時間割ビューアーのコードを、実際に書かれている実装に沿って解説します。

クラス設計とコンストラクタ

App082 クラスにアプリの全機能をまとめています(メソッド7個・全121行)。__init__ ではタイトル「時間割ビューアー」とウィンドウサイズ 680x485 を設定します。そのあと _build_ui()_load()_refresh() の順に呼び出して初期状態を作ります。

※ 該当部分のコード本体は 「4. 完全なソースコード」 をご参照ください(重複表示を避けるため再掲を省略しています)。

ウィジェット構成

画面は tk.Frame×4・tk.Label×8(ほかにループでも生成)・ttk.Button×2 で構成しています。

※ 該当部分のコード本体は 「4. 完全なソースコード」 をご参照ください(重複表示を避けるため再掲を省略しています)。

イベント処理とボタンの接続

「保存」ボタン(_save())・「クリア」ボタン(clear_all())を command= で接続しています。また bind("<Button-1>", ...) から edit_cell() を呼べるようにイベントも登録しています。

※ 該当部分のコード本体は 「4. 完全なソースコード」 をご参照ください(重複表示を避けるため再掲を省略しています)。

JSON への保存と読み込み

保存は「保存」ボタンから _save() が呼ばれ、json.dump() でファイルへ書き出します。起動時は json.load() で読み戻します。

※ 該当部分のコード本体は 「4. 完全なソースコード」 をご参照ください(重複表示を避けるため再掲を省略しています)。

クラス定数によるデータ定義

クラスの先頭でデータを定数として定義しています:DAYS = ('月', '火', '水', '木', '金')PERIODS = 6。ロジックの中に直接書かず定数にまとめておくと、内容を変えたいときに1か所を書き換えるだけで済みます。
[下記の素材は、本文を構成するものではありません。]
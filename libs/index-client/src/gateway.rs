//! The seam between query execution and the wire protocol.

use crate::error::Result;
use async_trait::async_trait;
use serde_json::Value as JsonValue;

/// A search index that can execute compiled query documents.
///
/// Implementations must be safe to share between concurrently running
/// finders; the only state they may keep between calls is a reusable
/// connection handle.
#[async_trait]
pub trait SearchIndex: Send + Sync {
    /// Execute a query document against `index` and return the parsed
    /// response body.
    ///
    /// `index` may name several indexes separated by commas. A non-2xx
    /// status or a body carrying an `error` member is reported as
    /// [`crate::Error::Index`]; partial data is never returned.
    async fn search(&self, index: &str, query: &JsonValue) -> Result<JsonValue>;

    /// Ask the index for spelling corrections of `text` against `field`.
    ///
    /// Returns candidate corrected terms in the order the index ranked
    /// them. An index with nothing to offer returns an empty list.
    async fn suggest(&self, index: &str, field: &str, text: &str) -> Result<Vec<String>>;
}
//! Elasticsearch query builder for finder searches.
//!
//! Compiles a [`QuerySpec`] into a query document:
//! - `must`: the free-text `query_string` search
//! - `filter`: programmatic filters, facet filters, parent scoping, public visibility
//! - `should` / `filter`: role visibility (see [`RoleVisibility`])
//! - `must_not`: denied roles, child entities, exclusions
//! - aggregations, sort, from/size
//!
//! Compilation is pure. Random sorts carry their seed in the spec, so the
//! same spec always compiles to the same document.

use serde::{Deserialize, Serialize, Serializer};
use serde_json::{Map, Value as JsonValue};

use super::escape::sanitize_query_text;
use super::fields;
use super::params::{FilterClause, FilterValue, QuerySpec, SortOrder};
use crate::models::Scope;

mod clauses;

pub use clauses::{Aggregation, BoolQuery, Clause, SortKey, STATS_PREFIX};

/// Buckets per facet aggregation unless configured otherwise.
pub const DEFAULT_BUCKET_LIMIT: usize = 10;

/// How the "caller may see this" role disjunction takes part in a query.
#[derive(Debug, Clone, Copy, Default, PartialEq, Eq, Serialize, Deserialize)]
#[serde(rename_all = "lowercase")]
pub enum RoleVisibility {
    /// Non-scoring: entities the caller's roles do not open are excluded.
    #[default]
    Filter,
    /// Scoring only: role-matching entities rank higher, nothing is excluded.
    Boost,
}

/// A compiled query document.
#[derive(Debug, Clone, PartialEq)]
pub struct CompiledQuery {
    pub query: Clause,
    pub aggregations: Vec<Aggregation>,
    pub sort: Vec<SortKey>,
    pub from: usize,
    pub size: usize,
}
※ 該当部分のコード本体は 「4. 完全なソースコード」 をご参照ください(重複表示を避けるため再掲を省略しています)。

例外処理

try-except で Exception を捕捉しています。あわせて messagebox.askyesno()messagebox.showerror() のダイアログで、ユーザーへの通知・確認を行います。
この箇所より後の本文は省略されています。